Failure of engraftment (FE) was witnessed in all rats preconditioned with irradiation followed by hamster BMTx (Table 1, group II) with the addition of TCL having no beneficial effect (group III). Interestingly the use of a similar regimen in the reciprocal rat to hamster strain combination resulted in much lower FE and markedly prolonged animal survival with no evidence of GVHD at day 30 (group VIII). Splenectomy prior to irradiation and BMTx in the hamster to rat model also resulted in a much lower FE but with obvious manifestations of cutaneous GVHD (group IV). However, the administration of TCL to group IV animals resulted in complete abrogation of FE and of cutaneous GVHD, which markedly prolonged their survival. The animals in groups IV and V nevertheless succumbed to lethal GVHD, which was essentially limited to the liver.
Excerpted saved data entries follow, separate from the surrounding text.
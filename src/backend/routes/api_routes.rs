/**
 * API Route Handlers
 *
 * # Routes
 *
 * ## Posts
 * - `GET    /api/posts`                  - list published posts
 * - `POST   /api/posts`                  - create a draft
 * - `GET    /api/posts/{post}`           - get by slug
 * - `PUT    /api/posts/{post}`           - partial update by id
 * - `DELETE /api/posts/{post}`           - delete by id
 * - `POST   /api/posts/{post}/publish`   - publish by id
 * - `GET    /api/posts/{post}/comments`  - list comments
 * - `POST   /api/posts/{post}/comments`  - create comment
 *
 * ## Categories
 * - `GET  /api/categories`
 * - `POST /api/categories`
 *
 * ## Users
 * - `GET /api/users/{id}`
 * - `PUT /api/users/{id}`
 *
 * ## Authentication (stubs)
 * - `POST /api/auth/register`
 * - `POST /api/auth/login`
 * - `GET  /api/auth/me`
 *
 * The router allows a single parameter name per segment, so every post route
 * uses `{post}`. It is a slug for GET and a numeric id everywhere else; a
 * non-numeric id is rejected with 400 before the handler runs.
 */

use axum::{
    routing::{get, post},
    Router,
};

use crate::backend::auth::{login, me, register};
use crate::backend::categories::{create_category, list_categories};
use crate::backend::comments::{create_comment, list_comments};
use crate::backend::posts::{
    create_post, delete_post, get_post, list_published, publish_post, update_post,
};
use crate::backend::server::state::AppState;
use crate::backend::users::{get_user, update_user};

/// Add the post, category, comment and user routes
pub fn configure_api_routes(router: Router<AppState>) -> Router<AppState> {
    router
        // Post endpoints
        .route("/api/posts", get(list_published).post(create_post))
        .route(
            "/api/posts/{post}",
            get(get_post).put(update_post).delete(delete_post),
        )
        .route("/api/posts/{post}/publish", post(publish_post))
        // Comment endpoints
        .route(
            "/api/posts/{post}/comments",
            get(list_comments).post(create_comment),
        )
        // Category endpoints
        .route("/api/categories", get(list_categories).post(create_category))
        // User endpoints
        .route("/api/users/{id}", get(get_user).put(update_user))
}

/// Add the mock authentication routes
pub fn configure_auth_routes(router: Router<AppState>) -> Router<AppState> {
    router
        .route("/api/auth/register", post(register))
        .route("/api/auth/login", post(login))
        .route("/api/auth/me", get(me))
}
In splenectomized TCL-treated rats, which enjoyed moderately prolonged survival (group V) following hamster BMTx, 80% of peripheral blood cells at 14 days postinfusion were of hamster origin. Interestingly, reconstitution with hamster RBCs was only possible in animals in group V. When tested in CDC assays, hamster serum (unlike that from naive LEW rats) had no detectable titers of antirat preformed antibodies, which may provide an explanation for the relative ease with which engraftment could be achieved in the rat to hamster strain combination. Taken together, these data support earlier observations that natural (preformed) antibodies are the main barrier to xenogeneic bone marrow engraftment.5 Furthermore, Spx prior to BMTx across xenogeneic barriers enhances engraftment, an effect further supplemented by TCL, which also attenuates cutaneous (but not hepatic) manifestations of GVHD.


Aided by Project Grant No. DK29961 from the National Institutes of Health, Bethesda, MD.